Histórico do delito de estupro no ordenamento jurídico brasileiro
Em virtude dos movimentos feministas, atualmente muito se discute a respeito dos direitos das mulheres e, por consequência, os crimes tipificados para protegê-las. A despeito da efetividade ou ausência desta, imprescindível analisar o histórico legislativo referente ao crime de estupro para refletir sobre os meios legais de proteção dos corpos femininos.
O presente artigo buscou analisar, a partir da metodologia de revisão bibliográfica, o histórico legislativo que garantiu uma maior proteção às vítimas, sendo que ao fim, realizou-se uma análise das perspectivas futuras de crimes ainda não tipificados, tendo em vista os novos meios de coação, além de uma avaliação no sistema do judiciário brasileiro no que tange à aplicação dos crimes já previstos em lei.
Em virtude desse fato, o texto trazia duas previsões a tal delito, uma delas consistia na pena de morte ao homem que se deitava com uma mulher virgem contra a sua vontade de forma violenta. Ressalta-se que apesar da pena ser a capital, isto é, o enforcamento, estamos diante de um contexto em que as penas consistiam em severidades muitas vezes maiores do que os próprios crimes e esse não era o caso da pena aos estupradores, uma vez que, na época, a pena da forca era considerada como uma pena comum (FERNANDES, 2013, p. 8-9).
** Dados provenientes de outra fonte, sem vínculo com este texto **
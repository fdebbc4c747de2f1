//! Key dispatch tables for the `[FORMAT]` and `[STREAM]` sections.
//!
//! Each table maps a report key to a typed slot. Lookup ignores ASCII case.
//! Keys not in a table belong in the record's `extra_fields`; the parser
//! handles that branch.

use std::str::FromStr;

use super::descriptor::{MediaDescriptor, StreamDescriptor};
use crate::timecode::try_parse_timecode;

/// Outcome of storing one value into a typed slot.
#[derive(Debug, Clone, Copy, PartialEq, Eq)]
pub enum Conversion {
    /// The value was stored as read.
    Stored,
    /// The value did not convert and the slot's default was stored instead.
    Defaulted,
}

#[derive(Debug, Clone, Copy, PartialEq, Eq)]
pub enum FormatField {
    FormatName,
    FormatLongName,
    Duration,
    BitRate,
}

const FORMAT_FIELDS: &[(&str, FormatField)] = &[
    ("format_name", FormatField::FormatName),
    ("format_long_name", FormatField::FormatLongName),
    ("duration", FormatField::Duration),
    ("bit_rate", FormatField::BitRate),
];

impl FormatField {
    pub fn lookup(key: &str) -> Option<Self> {
        lookup(FORMAT_FIELDS, key)
    }

    pub fn apply(self, media: &mut MediaDescriptor, value: &str) -> Conversion {
        match self {
            FormatField::FormatName => store_text(&mut media.format_name, value),
            FormatField::FormatLongName => store_text(&mut media.format_long_name, value),
            FormatField::Duration => store_timecode(&mut media.duration_seconds, value),
            FormatField::BitRate => store_text(&mut media.bit_rate, value),
        }
    }
}

#[derive(Debug, Clone, Copy, PartialEq, Eq)]
pub enum StreamField {
    Index,
    CodecName,
    CodecLongName,
    CodecType,
    CodecTimeBase,
    CodecTagString,
    CodecTag,
    Width,
    Height,
    SampleAspectRatio,
    DisplayAspectRatio,
    PixelFormat,
    FrameRate,
    StartTime,
    Duration,
    FrameCount,
    SampleRate,
    Channels,
    ChannelLayout,
}

const STREAM_FIELDS: &[(&str, StreamField)] = &[
    ("index", StreamField::Index),
    ("codec_name", StreamField::CodecName),
    ("codec_long_name", StreamField::CodecLongName),
    ("codec_type", StreamField::CodecType),
    ("codec_time_base", StreamField::CodecTimeBase),
    ("codec_tag_string", StreamField::CodecTagString),
    ("codec_tag", StreamField::CodecTag),
    ("width", StreamField::Width),
    ("height", StreamField::Height),
    ("sample_aspect_ratio", StreamField::SampleAspectRatio),
    ("display_aspect_ratio", StreamField::DisplayAspectRatio),
    ("pix_fmt", StreamField::PixelFormat),
    ("r_frame_rate", StreamField::FrameRate),
    ("start_time", StreamField::StartTime),
    ("duration", StreamField::Duration),
    ("nb_frames", StreamField::FrameCount),
    ("sample_rate", StreamField::SampleRate),
    ("channels", StreamField::Channels),
    ("channel_layout", StreamField::ChannelLayout),
];

/// Stream index stored when the report's `index` value is not an integer.
pub const INVALID_STREAM_INDEX: i32 = -1;

impl StreamField {
    pub fn lookup(key: &str) -> Option<Self> {
        lookup(STREAM_FIELDS, key)
    }

    pub fn apply(self, stream: &mut StreamDescriptor, value: &str) -> Conversion {
        match self {
            StreamField::Index => store_number(&mut stream.index, value, INVALID_STREAM_INDEX),
            StreamField::CodecName => store_text(&mut stream.codec_name, value),
            StreamField::CodecLongName => store_text(&mut stream.codec_long_name, value),
            StreamField::CodecType => store_text(&mut stream.codec_type, value),
            StreamField::CodecTimeBase => store_text(&mut stream.codec_time_base, value),
            StreamField::CodecTagString => store_text(&mut stream.codec_tag_string, value),
            StreamField::CodecTag => store_text(&mut stream.codec_tag, value),
            StreamField::Width => store_number(&mut stream.width, value, 0),
            StreamField::Height => store_number(&mut stream.height, value, 0),
            StreamField::SampleAspectRatio => store_text(&mut stream.sample_aspect_ratio, value),
            StreamField::DisplayAspectRatio => store_text(&mut stream.display_aspect_ratio, value),
            StreamField::PixelFormat => store_text(&mut stream.pixel_format, value),
            StreamField::FrameRate => store_text(&mut stream.frame_rate, value),
            StreamField::StartTime => store_timecode(&mut stream.start_time_seconds, value),
            StreamField::Duration => store_timecode(&mut stream.duration_seconds, value),
            StreamField::FrameCount => store_number(&mut stream.frame_count, value, 0),
            StreamField::SampleRate => store_text(&mut stream.sample_rate, value),
            StreamField::Channels => store_number(&mut stream.channels, value, 0),
            StreamField::ChannelLayout => store_text(&mut stream.channel_layout, value),
        }
    }
}

fn lookup<F: Copy>(table: &[(&str, F)], key: &str) -> Option<F> {
    table
        .iter()
        .find(|(name, _)| name.eq_ignore_ascii_case(key))
        .map(|(_, field)| *field)
}

fn store_text(slot: &mut Option<String>, value: &str) -> Conversion {
    *slot = Some(value.to_string());
    Conversion::Stored
}

/// Parses an integer, tolerating surrounding whitespace; stores `default` on failure.
fn store_number<T: FromStr>(slot: &mut T, value: &str, default: T) -> Conversion {
    match value.trim().parse::<T>() {
        Ok(number) => {
            *slot = number;
            Conversion::Stored
        }
        Err(_) => {
            log::trace!("Value '{value}' is not an integer, using default");
            *slot = default;
            Conversion::Defaulted
        }
    }
}

fn store_timecode(slot: &mut f64, value: &str) -> Conversion {
    match try_parse_timecode(value) {
        Some(duration) => {
            *slot = duration.as_secs_f64();
            Conversion::Stored
        }
        None => {
            *slot = 0.0;
            Conversion::Defaulted
        }
    }
}
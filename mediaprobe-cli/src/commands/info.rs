// mediaprobe-cli/src/commands/info.rs
//
// `mediaprobe info`: runs ffprobe on files and directories and prints the
// parsed descriptors.

use anyhow::{Context, Result, bail};
use mediaprobe_core::{
    CommandFfprobeExecutor, CoreError, MediaDescriptor, ProbeConfig, ProbeConfigBuilder,
    check_dependency, find_media_files, format_bytes, probe_files,
};
use std::path::PathBuf;

use crate::cli::InfoArgs;
use crate::output::{print_descriptor, print_error, print_warning};

/// Builds the probe configuration: environment first, then command-line flags.
pub fn build_config(args: &InfoArgs) -> ProbeConfig {
    let mut builder = ProbeConfigBuilder::from_config(ProbeConfig::from_env());
    if let Some(ffprobe) = &args.ffprobe {
        builder = builder.ffprobe_path(ffprobe.clone());
    }
    if let Some(jobs) = args.jobs {
        builder = builder.jobs(usize::from(jobs));
    }
    if args.strict {
        builder = builder.strict(true);
    }
    builder.build()
}

/// Expands directories into their media files; plain files pass through.
pub fn collect_inputs(paths: &[PathBuf], extensions: &[String]) -> Result<Vec<PathBuf>> {
    let mut files = Vec::new();
    for path in paths {
        if path.is_dir() {
            match find_media_files(path, extensions) {
                Ok(found) => files.extend(found),
                Err(CoreError::NoFilesFound) => {
                    print_warning(&format!("No media files found in {}", path.display()))
                }
                Err(e) => {
                    return Err(e).with_context(|| format!("Failed to read {}", path.display()));
                }
            }
        } else if path.is_file() {
            files.push(path.clone());
        } else {
            bail!("Input path '{}' does not exist", path.display());
        }
    }
    Ok(files)
}

pub fn run_info(args: InfoArgs) -> Result<()> {
    let config = build_config(&args);
    config.validate()?;

    let files = collect_inputs(&args.paths, &config.extensions)?;
    if files.is_empty() {
        bail!("No media files to probe");
    }

    let executor = CommandFfprobeExecutor::from_config(&config);
    let ffprobe = executor.program().to_string_lossy().into_owned();
    check_dependency(&ffprobe).context("ffprobe is required for the info command")?;

    log::debug!("Probing {} file(s) with {}", files.len(), ffprobe);
    let results = probe_files(&executor, &files, &config)?;

    let mut failures = 0usize;
    let mut descriptors: Vec<MediaDescriptor> = Vec::with_capacity(results.len());
    for probed in results {
        match probed.result {
            Ok(media) => {
                if !args.json {
                    let size = std::fs::metadata(&probed.path).ok().map(|m| format_bytes(m.len()));
                    print_descriptor(&media, size);
                }
                descriptors.push(media);
            }
            Err(e) => {
                failures += 1;
                print_error(&format!("{}: {}", probed.path.display(), e));
            }
        }
    }

    if args.json {
        println!("{}", serde_json::to_string_pretty(&descriptors)?);
    }

    if failures > 0 {
        bail!("{} of {} file(s) could not be probed", failures, files.len());
    }
    Ok(())
}

#[cfg(test)]
mod tests {
    use super::*;
    use std::fs::File;

    fn args(paths: Vec<PathBuf>) -> InfoArgs {
        InfoArgs {
            paths,
            json: false,
            ffprobe: None,
            jobs: None,
            strict: false,
        }
    }

    #[test]
    fn test_flags_override_config() {
        let mut info = args(vec![]);
        info.ffprobe = Some(PathBuf::from("/opt/ffprobe"));
        info.jobs = Some(2);
        info.strict = true;

        let config = build_config(&info);
        assert_eq!(config.ffprobe_path, PathBuf::from("/opt/ffprobe"));
        assert_eq!(config.jobs, 2);
        assert!(config.strict);
    }

    #[test]
    fn test_collect_inputs_expands_directories() -> Result<()> {
        let dir = tempfile::tempdir()?;
        File::create(dir.path().join("b.mkv"))?;
        File::create(dir.path().join("a.mp4"))?;
        File::create(dir.path().join("readme.txt"))?;
        let single = dir.path().join("readme.txt");

        let extensions = vec!["mkv".to_string(), "mp4".to_string()];
        let files = collect_inputs(&[dir.path().to_path_buf(), single.clone()], &extensions)?;

        assert_eq!(
            files,
            vec![dir.path().join("a.mp4"), dir.path().join("b.mkv"), single]
        );
        Ok(())
    }

    #[test]
    fn test_collect_inputs_rejects_missing_path() {
        let extensions = vec!["mkv".to_string()];
        let result = collect_inputs(&[PathBuf::from("no/such/input.mkv")], &extensions);
        assert!(result.is_err());
    }
}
No mais, as ordenações previam uma sanção mais benéfica ao estuprador que se casasse com a vítima ou, se assim não desejasse, estaria perdoado se pagasse um dote ao pai da vítima. Entretanto, destaca-se que essa possibilidade só era cabível quando as vítimas eram virgens ou viúvas honestas e se o estupro não resultasse em morte (JÚNIOR e XAVIER, 2020, p. 27).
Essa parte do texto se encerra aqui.